For some reason, tonight she wouldn’t eat it.  I quickly wrapped it up in my napkin hoping no one see, but my mom saw.  I got in trouble.  Just as she was ready to make me take a new bite of a new piece she looked at the dog and saw that she just did not look right.  Something was wrong.  She asked my sister to get out a packet of dog food and feed her, her favorite food.  Moppet heard the crinkling of the plastic and painfully got up and waddled over to her feed bowl.  She sniffed the bowl, tried to take a bite and started to gag.  My mother looked at my dad.  My dad looked at my mom.  Why could the dog be acting so strange?  At that moment my mother had a frightening thought.  The neighbors had just ordered chemlawn to come and treat their lawn against cinch bugs.  This treatment was dangerous and pets were not supposed to go on the lawn for at least 24 hours after treatment. We tried our best to stay on our lawn while playing with the water, but come to think of it, Moppet did run over to their lawn a few times as she had been jumping in the air.  The thought that our poor little Moppet had inadvertently poisoned herself was too much for my sister to bear.  I was too young to understand, but when she started crying, I started crying because she was crying.  My mother’s eyes started watering, then she grabbed ahold of herself and got up from the dinner table and stated that she was going to call the vet right away.  As soon as we all realized something was wrong, Moppet suddenly looked worse.  I asked my mother after she got off the phone with the vet “Mommy, is she going to die?”

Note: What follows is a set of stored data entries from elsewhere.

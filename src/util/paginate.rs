use crate::storage::error::StorageResult;
use std::future::Future;
use tracing::{debug, warn};

/// One page of a listing that is continued with a token.
#[derive(Debug, Clone, PartialEq, Eq)]
pub struct Page<T> {
    pub items: Vec<T>,
    /// Present iff more pages remain.
    pub next_page_token: Option<String>,
}

impl<T> Page<T> {
    pub fn new(items: Vec<T>, next_page_token: Option<String>) -> Self {
        Self {
            items,
            next_page_token,
        }
    }

    /// A page with no continuation.
    pub fn last(items: Vec<T>) -> Self {
        Self::new(items, None)
    }
}

/// Drive a paged listing to completion.
///
/// `fetch_page` is called with `None` first and then with each returned token
/// until a page comes back without one. Items are concatenated in page order.
///
/// If a page fetch exhausts its retries the listing stops and the items
/// gathered so far are returned: a partial snapshot is a normal outcome here.
/// Any other error is propagated.
pub async fn list_all<T, F, Fut>(operation_name: &str, fetch_page: F) -> StorageResult<Vec<T>>
where
    F: FnMut(Option<String>) -> Fut,
    Fut: Future<Output = StorageResult<Page<T>>>,
{
    drain_pages(operation_name, fetch_page, true).await
}

/// Drive a paged listing to completion, failing if any page cannot be fetched.
///
/// Used where the complete result set is needed, such as uniqueness checks:
/// a page that exhausts its retries is reported as `RetriesExhausted`.
pub async fn list_all_strict<T, F, Fut>(
    operation_name: &str,
    fetch_page: F,
) -> StorageResult<Vec<T>>
where
    F: FnMut(Option<String>) -> Fut,
    Fut: Future<Output = StorageResult<Page<T>>>,
{
    drain_pages(operation_name, fetch_page, false).await
}

async fn drain_pages<T, F, Fut>(
    operation_name: &str,
    mut fetch_page: F,
    partial_on_exhaustion: bool,
) -> StorageResult<Vec<T>>
where
    F: FnMut(Option<String>) -> Fut,
    Fut: Future<Output = StorageResult<Page<T>>>,
{
    let mut all_items = Vec::new();
    let mut page_token: Option<String> = None;
    let mut page_count = 0usize;

    loop {
        let page = match fetch_page(page_token.take()).await {
            Ok(page) => page,
            Err(e) if partial_on_exhaustion && e.is_retries_exhausted() => {
                warn!(
                    "Stopping {} early after page_count={}, returning partial item_count={}: {}",
                    operation_name,
                    page_count,
                    all_items.len(),
                    e
                );
                break;
            }
            Err(e) => return Err(e),
        };

        page_count += 1;
        all_items.extend(page.items);

        match page.next_page_token {
            Some(token) if !token.is_empty() => page_token = Some(token),
            _ => break,
        }
    }

    debug!(
        "Listed {} in page_count={}, item_count={}",
        operation_name,
        page_count,
        all_items.len()
    );
    Ok(all_items)
}

#[cfg(test)]
mod tests {
    use super::*;
    use crate::storage::error::StorageError;
    use std::sync::{Arc, Mutex};

    fn fake_pages(sizes: &[usize]) -> Vec<Page<String>> {
        let count = sizes.len();
        sizes
            .iter()
            .enumerate()
            .map(|(page_idx, size)| {
                let items = (0..*size).map(|i| format!("p{}-i{}", page_idx, i)).collect();
                let token = (page_idx + 1 < count).then(|| format!("token-{}", page_idx + 1));
                Page::new(items, token)
            })
            .collect()
    }

    fn token_index(token: Option<String>) -> usize {
        token
            .and_then(|t| t.strip_prefix("token-").map(|n| n.parse().unwrap()))
            .unwrap_or(0)
    }

    #[tokio::test]
    async fn test_list_all_concatenates_pages_in_order() {
        let pages = fake_pages(&[3, 1, 4, 2]);
        let seen_tokens = Arc::new(Mutex::new(Vec::new()));

        let items = list_all("fake_listing", |token| {
            seen_tokens.lock().unwrap().push(token.clone());
            let page = pages[token_index(token)].clone();
            async move { Ok(page) }
        })
        .await
        .unwrap();

        let expected: Vec<String> = pages.iter().flat_map(|p| p.items.clone()).collect();
        assert_eq!(items, expected);
        assert_eq!(items.len(), 10);
        assert_eq!(
            *seen_tokens.lock().unwrap(),
            vec![
                None,
                Some("token-1".to_string()),
                Some("token-2".to_string()),
                Some("token-3".to_string()),
            ]
        );
    }

    #[tokio::test]
    async fn test_list_all_single_empty_page() {
        let items: Vec<String> = list_all("empty", |_| async { Ok(Page::last(vec![])) })
            .await
            .unwrap();
        assert!(items.is_empty());
    }

    #[tokio::test]
    async fn test_list_all_empty_token_terminates() {
        let calls = Arc::new(Mutex::new(0));
        let items = list_all("empty_token", |_| {
            *calls.lock().unwrap() += 1;
            async { Ok(Page::new(vec![1, 2], Some(String::new()))) }
        })
        .await
        .unwrap();
        assert_eq!(items, vec![1, 2]);
        assert_eq!(*calls.lock().unwrap(), 1);
    }

    #[tokio::test]
    async fn test_list_all_partial_on_exhaustion() {
        let pages = fake_pages(&[2, 2, 2]);

        let items = list_all("flaky_listing", |token| {
            let idx = token_index(token);
            let result = if idx == 2 {
                Err(StorageError::RetriesExhausted {
                    operation: "page".to_string(),
                    attempts: 5,
                    last_error: "timeout".to_string(),
                })
            } else {
                Ok(pages[idx].clone())
            };
            async move { result }
        })
        .await
        .unwrap();

        assert_eq!(items, vec!["p0-i0", "p0-i1", "p1-i0", "p1-i1"]);
    }

    #[tokio::test]
    async fn test_list_all_strict_fails_on_exhaustion() {
        let pages = fake_pages(&[2, 2, 2]);

        let result = list_all_strict("strict_listing", |token| {
            let idx = token_index(token);
            let result = if idx == 1 {
                Err(StorageError::RetriesExhausted {
                    operation: "page".to_string(),
                    attempts: 5,
                    last_error: "timeout".to_string(),
                })
            } else {
                Ok(pages[idx].clone())
            };
            async move { result }
        })
        .await;

        assert!(result.unwrap_err().is_retries_exhausted());
    }

    #[tokio::test]
    async fn test_list_all_strict_concatenates_pages() {
        let pages = fake_pages(&[1, 3]);
        let items = list_all_strict("strict_listing", |token| {
            let page = pages[token_index(token)].clone();
            async move { Ok(page) }
        })
        .await
        .unwrap();
        assert_eq!(items, vec!["p0-i0", "p1-i0", "p1-i1", "p1-i2"]);
    }

    #[tokio::test]
    async fn test_list_all_propagates_other_errors() {
        let result: StorageResult<Vec<String>> = list_all("broken", |_| async {
            Err(StorageError::ConfigError("bad query".to_string()))
        })
        .await;
        assert!(matches!(result, Err(StorageError::ConfigError(_))));
    }
}
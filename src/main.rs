// Copyright 2025 Adobe. All rights reserved.
// This file is licensed to you under the Apache License,
// Version 2.0 (http://www.apache.org/licenses/LICENSE-2.0)
// or the MIT license (http://opensource.org/licenses/MIT),
// at your option.
//
// Unless required by applicable law or agreed to in writing,
// this software is distributed on an "AS IS" BASIS, WITHOUT
// WARRANTIES OR REPRESENTATIONS OF ANY KIND, either express or
// implied. See the LICENSE-MIT and LICENSE-APACHE files for the
// specific language governing permissions and limitations under
// each license.

use clap::{Parser, Subcommand};
use std::error::Error;
use std::path::PathBuf;
use std::time::Instant;
use tracing::info;

use firecam_storage::storage::{RemotePath, StorageError};
use firecam_storage::{ServiceContext, Settings};

/// Access helpers for wildfire-camera files on the object store and locally
#[derive(Parser)]
#[command(name = "firecam-storage")]
#[command(author, version, long_about = None)]
struct Cli {
    /// Settings file; defaults to the path in OCT_FIRE_SETTINGS
    #[arg(long, global = true, env = "OCT_FIRE_SETTINGS")]
    settings: Option<PathBuf>,

    #[command(subcommand)]
    command: Commands,
}

#[derive(Subcommand)]
enum Commands {
    /// Print a remote (gs://) or local text file
    Cat { path: String },

    /// Copy a local file into a remote (gs://) or local directory
    Copy { src: String, dest_dir: String },

    /// Mirror a remote directory (gs://bucket/dir) into a local directory
    DownloadTree {
        remote_dir: String,
        local_dir: PathBuf,

        /// Files of one directory fetched concurrently
        #[arg(long, default_value_t = 1)]
        parallelism: usize,
    },

    /// Publish a JSON document on the configured topic
    Publish { json: String },
}

#[tokio::main]
async fn main() -> Result<(), Box<dyn Error + Send + Sync>> {
    // Initialize tracing
    tracing_subscriber::fmt()
        .with_env_filter(
            tracing_subscriber::EnvFilter::try_from_default_env()
                .unwrap_or_else(|_| tracing_subscriber::EnvFilter::new("info")),
        )
        .init();

    let cli = Cli::parse();
    let settings = match &cli.settings {
        Some(path) => Settings::from_file(&path.to_string_lossy())?,
        None => Settings::default(),
    };
    let context = ServiceContext::new(settings);
    let start = Instant::now();

    match cli.command {
        Commands::Cat { path } => {
            let text = context.unified_io().await?.read_text(&path).await?;
            print!("{}", text);
        }
        Commands::Copy { src, dest_dir } => {
            let copied = context
                .unified_io()
                .await?
                .copy_local_file_to(&src, &dest_dir)
                .await?;
            println!("{}", copied);
        }
        Commands::DownloadTree {
            remote_dir,
            local_dir,
            parallelism,
        } => {
            let remote = RemotePath::parse(&remote_dir).ok_or_else(|| {
                StorageError::InvalidPath(format!("Expected gs://bucket/dir, got {}", remote_dir))
            })?;
            let report = context
                .tree_sync()
                .await?
                .with_parallelism(parallelism)
                .download_tree(&remote.container, &remote.name, &local_dir)
                .await?;
            println!("{}", report);
        }
        Commands::Publish { json } => {
            let value: serde_json::Value = serde_json::from_str(&json)?;
            match context.topic_publisher().await?.publish_json(&value).await? {
                Some(message_id) => println!("{}", message_id),
                None => info!("No topic configured, nothing published"),
            }
        }
    }

    info!("Done in duration_ms={}", start.elapsed().as_millis());
    Ok(())
}
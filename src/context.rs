// Copyright 2025 Adobe. All rights reserved.
// This file is licensed to you under the Apache License,
// Version 2.0 (http://www.apache.org/licenses/LICENSE-2.0)
// or the MIT license (http://opensource.org/licenses/MIT),
// at your option.
//
// Unless required by applicable law or agreed to in writing,
// this software is distributed on an "AS IS" BASIS, WITHOUT
// WARRANTIES OR REPRESENTATIONS OF ANY KIND, either express or
// implied. See the LICENSE-MIT and LICENSE-APACHE files for the
// specific language governing permissions and limitations under
// each license.

use std::sync::Arc;
use tokio::sync::OnceCell;
use tracing::info;

use crate::drive::http::{DEFAULT_DRIVE_API_URL, DriveHttpBackend};
use crate::drive::store::DriveStore;
use crate::io::UnifiedIo;
use crate::messaging::{DEFAULT_PUBSUB_API_URL, MessagePublisher, PubSubHttpPublisher, TopicPublisher};
use crate::settings::Settings;
use crate::storage::error::{StorageError, StorageResult};
use crate::storage::factory::StorageProviderFactory;
use crate::storage::provider::StorageProvider;
use crate::sync::TreeSync;

/// Shared handles to the remote services.
///
/// Each handle is created on first use from the settings and then reused by
/// every caller. Concurrent first uses still create the handle only once.
///
/// # Example
///
/// ```rust,no_run
/// use firecam_storage::{ServiceContext, Settings};
///
/// # async fn example() -> Result<(), Box<dyn std::error::Error + Send + Sync>> {
/// let context = ServiceContext::new(Settings::from_env()?);
/// let io = context.unified_io().await?;
/// let cameras = io.read_text("gs://fire-settings/cameras.json").await?;
/// println!("{}", cameras);
/// # Ok(())
/// # }
/// ```
#[derive(Debug)]
pub struct ServiceContext {
    settings: Settings,
    storage: OnceCell<Arc<dyn StorageProvider>>,
    drive: OnceCell<Arc<DriveStore>>,
    publisher: OnceCell<Arc<dyn MessagePublisher>>,
}

impl ServiceContext {
    pub fn new(settings: Settings) -> Self {
        Self {
            settings,
            storage: OnceCell::new(),
            drive: OnceCell::new(),
            publisher: OnceCell::new(),
        }
    }

    /// Use `provider` instead of building one from the settings.
    pub fn with_storage(self, provider: Arc<dyn StorageProvider>) -> Self {
        Self {
            storage: OnceCell::new_with(Some(provider)),
            ..self
        }
    }

    /// Use `drive` instead of building one from the settings.
    pub fn with_drive(self, drive: Arc<DriveStore>) -> Self {
        Self {
            drive: OnceCell::new_with(Some(drive)),
            ..self
        }
    }

    /// Use `publisher` instead of building one from the settings.
    pub fn with_publisher(self, publisher: Arc<dyn MessagePublisher>) -> Self {
        Self {
            publisher: OnceCell::new_with(Some(publisher)),
            ..self
        }
    }

    pub fn settings(&self) -> &Settings {
        &self.settings
    }

    /// The object-store provider.
    pub async fn storage(&self) -> StorageResult<Arc<dyn StorageProvider>> {
        let provider = self
            .storage
            .get_or_try_init(|| async {
                let config = self.settings.storage_config();
                info!("Creating storage provider type={}", config.storage_type_str());
                StorageProviderFactory::from_config(config).await
            })
            .await?;
        Ok(Arc::clone(provider))
    }

    /// The collaboration store.
    ///
    /// # Errors
    ///
    /// Returns `StorageError::ConfigError` when the settings carry no access
    /// token.
    pub async fn drive(&self) -> StorageResult<Arc<DriveStore>> {
        let drive = self
            .drive
            .get_or_try_init(|| async {
                let token = self.settings.require_access_token()?;
                let base_url = self
                    .settings
                    .drive_api_url
                    .as_deref()
                    .unwrap_or(DEFAULT_DRIVE_API_URL);
                info!("Creating drive client base_url={}", base_url);
                let backend = DriveHttpBackend::new(base_url, token)?;
                Ok::<_, StorageError>(Arc::new(DriveStore::new(Arc::new(backend))))
            })
            .await?;
        Ok(Arc::clone(drive))
    }

    /// Publisher bound to the configured topic.
    ///
    /// When no topic is configured, no client is created and the returned
    /// publisher drops every message.
    pub async fn topic_publisher(&self) -> StorageResult<TopicPublisher> {
        let topic = self.settings.pubsub_topic.clone().filter(|t| !t.is_empty());
        let publisher: Arc<dyn MessagePublisher> = match topic {
            Some(_) => Arc::clone(self.message_publisher().await?),
            None => Arc::new(DisabledPublisher),
        };
        Ok(TopicPublisher::new(publisher, topic))
    }

    async fn message_publisher(&self) -> StorageResult<&Arc<dyn MessagePublisher>> {
        self.publisher
            .get_or_try_init(|| async {
                let token = self.settings.require_access_token()?;
                let project = self.settings.gcp_project.as_deref().ok_or_else(|| {
                    StorageError::ConfigError("Settings lack 'gcpProject'".to_string())
                })?;
                let base_url = self
                    .settings
                    .pubsub_api_url
                    .as_deref()
                    .unwrap_or(DEFAULT_PUBSUB_API_URL);
                info!("Creating pubsub client project={}", project);
                let publisher: Arc<dyn MessagePublisher> =
                    Arc::new(PubSubHttpPublisher::new(base_url, project, token)?);
                Ok::<_, StorageError>(publisher)
            })
            .await
    }

    pub async fn unified_io(&self) -> StorageResult<UnifiedIo> {
        Ok(UnifiedIo::new(self.storage().await?))
    }

    pub async fn tree_sync(&self) -> StorageResult<TreeSync> {
        Ok(TreeSync::new(self.storage().await?))
    }
}

/// Publisher used when no topic is configured. It is never called.
struct DisabledPublisher;

#[async_trait::async_trait]
impl MessagePublisher for DisabledPublisher {
    async fn publish(&self, topic: &str, _payload: bytes::Bytes) -> StorageResult<String> {
        Err(StorageError::ConfigError(format!(
            "Publishing to topic={} is disabled",
            topic
        )))
    }
}

#[cfg(test)]
mod tests {
    use super::*;
    use crate::storage::config::StorageConfig;
    use crate::storage::object_store::ObjectStoreProvider;
    use bytes::Bytes;

    #[tokio::test]
    async fn test_storage_is_created_once() {
        let settings = Settings {
            storage: Some(StorageConfig::memory()),
            ..Default::default()
        };
        let context = ServiceContext::new(settings);

        let first = context.storage().await.unwrap();
        let second = context.storage().await.unwrap();
        assert!(Arc::ptr_eq(&first, &second));
        assert_eq!(first.kind(), "memory");
    }

    #[tokio::test]
    async fn test_unified_io_shares_storage() {
        let provider: Arc<dyn StorageProvider> = Arc::new(
            ObjectStoreProvider::new(StorageConfig::memory())
                .await
                .unwrap(),
        );
        let context = ServiceContext::new(Settings::default()).with_storage(provider.clone());

        provider
            .write_file("b", "k.txt", Bytes::from_static(b"shared"))
            .await
            .unwrap();
        let io = context.unified_io().await.unwrap();
        assert_eq!(io.read_text("gs://b/k.txt").await.unwrap(), "shared");
    }

    #[tokio::test]
    async fn test_drive_requires_access_token() {
        let context = ServiceContext::new(Settings::default());
        let result = context.drive().await;
        assert!(matches!(result, Err(StorageError::ConfigError(_))));
    }

    #[tokio::test]
    async fn test_drive_created_from_settings() {
        let settings = Settings {
            access_token: Some("token".to_string()),
            drive_api_url: Some("http://localhost:9/".to_string()),
            ..Default::default()
        };
        let context = ServiceContext::new(settings);

        let first = context.drive().await.unwrap();
        let second = context.drive().await.unwrap();
        assert!(Arc::ptr_eq(&first, &second));
    }

    #[tokio::test]
    async fn test_topic_publisher_without_topic() {
        let context = ServiceContext::new(Settings::default());
        let publisher = context.topic_publisher().await.unwrap();

        assert!(publisher.topic().is_none());
        assert!(publisher.publish_json(&"x").await.unwrap().is_none());
    }

    #[tokio::test]
    async fn test_topic_publisher_requires_project() {
        let settings = Settings {
            pubsub_topic: Some("alerts".to_string()),
            access_token: Some("token".to_string()),
            ..Default::default()
        };
        let context = ServiceContext::new(settings);
        let result = context.topic_publisher().await;
        assert!(matches!(result, Err(StorageError::ConfigError(_))));
    }

    struct StaticPublisher;

    #[async_trait::async_trait]
    impl MessagePublisher for StaticPublisher {
        async fn publish(&self, topic: &str, _payload: Bytes) -> StorageResult<String> {
            Ok(format!("{}-1", topic))
        }
    }

    #[tokio::test]
    async fn test_topic_publisher_uses_injected_publisher() {
        let settings = Settings {
            pubsub_topic: Some("alerts".to_string()),
            ..Default::default()
        };
        let context = ServiceContext::new(settings).with_publisher(Arc::new(StaticPublisher));

        let id = context
            .topic_publisher()
            .await
            .unwrap()
            .publish_json(&serde_json::json!({"fire": true}))
            .await
            .unwrap();
        assert_eq!(id.as_deref(), Some("alerts-1"));
    }

    #[tokio::test]
    async fn test_with_drive_skips_token_check() {
        let backend = crate::drive::http::DriveHttpBackend::new("http://localhost:9/", "t").unwrap();
        let drive = Arc::new(DriveStore::new(Arc::new(backend)));
        let context = ServiceContext::new(Settings::default()).with_drive(drive.clone());

        assert!(Arc::ptr_eq(&context.drive().await.unwrap(), &drive));
    }
}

The after hours vet came after my mother told him the signs of Moppet’s illness.  Although she didn’t have vomiting, or diarrhea,or seizures yet, she did have lethargy, gagging and loss of appetite. We really didn’t know about the heartbeat because a dog’s heartbeat is different.  It sure sounded like gastrointestinal symptoms according to the vet.  Perhaps they could save her life if they pumped her stomach. She was already having some neurologic symptoms the way she was acting so strangely, and maybe she was having heart symptoms too.  We loved her so much.  Maybe they could hook her up to an electrocardiogram just to see.  It happened so quickly.  This indicated that if she was indeed poisoned we would have to act fast to eliminate it if she would stand a chance..  We had read in the paper about a Labrador retriever who died in one night from a lawn treatment.  We were beside ourselves with panic, fear and worry. Charcoal, might be an option, but we had to be sure.  She had been outside gulping water all afternoon.  We had to take her in just to be sure.

We filed into the vets office.  The vet was kind.  He saw how distressed we all were.  He asked permission to talk frankly in front of the children.  My parents explained that they don’t hide death from us.  It is a part of life.  He explained that if we can get the stomach pumped there is a chance that she will make it.  But first he had to examine her.  He looked into her eyes and was relieved to inform us that her pupils were not dilated and appeared normal.  He checked her vital signs.  Her breathing and heart rate was also normal.  This was one more thing to be relieved about.  He felt her abdomen.  It was as tight as skin on bologna.  It was so hard it felt like she had stones in her stomach.  That was a problem. So next he gathered her up in his arms and explained to my mother that he was going to need to have someone to hold her tightly.  My father stepped up to hold her. He grabbed a long rubber tube from the medicine cabinet on the far wall and walked deliberately and slowly up to Moppet.  He put the tube down her throat and for the next ten minutes we just heard this slow ssssssssssssssssssssssssssssssshowew just hissing out the end of the tube. The somber look of the vet turned into a grin.  Grins were appearing on every face in the room.  Moppets tail began to wag.  They set her on the floor and she almost began to dance with joy.  She even wet a little.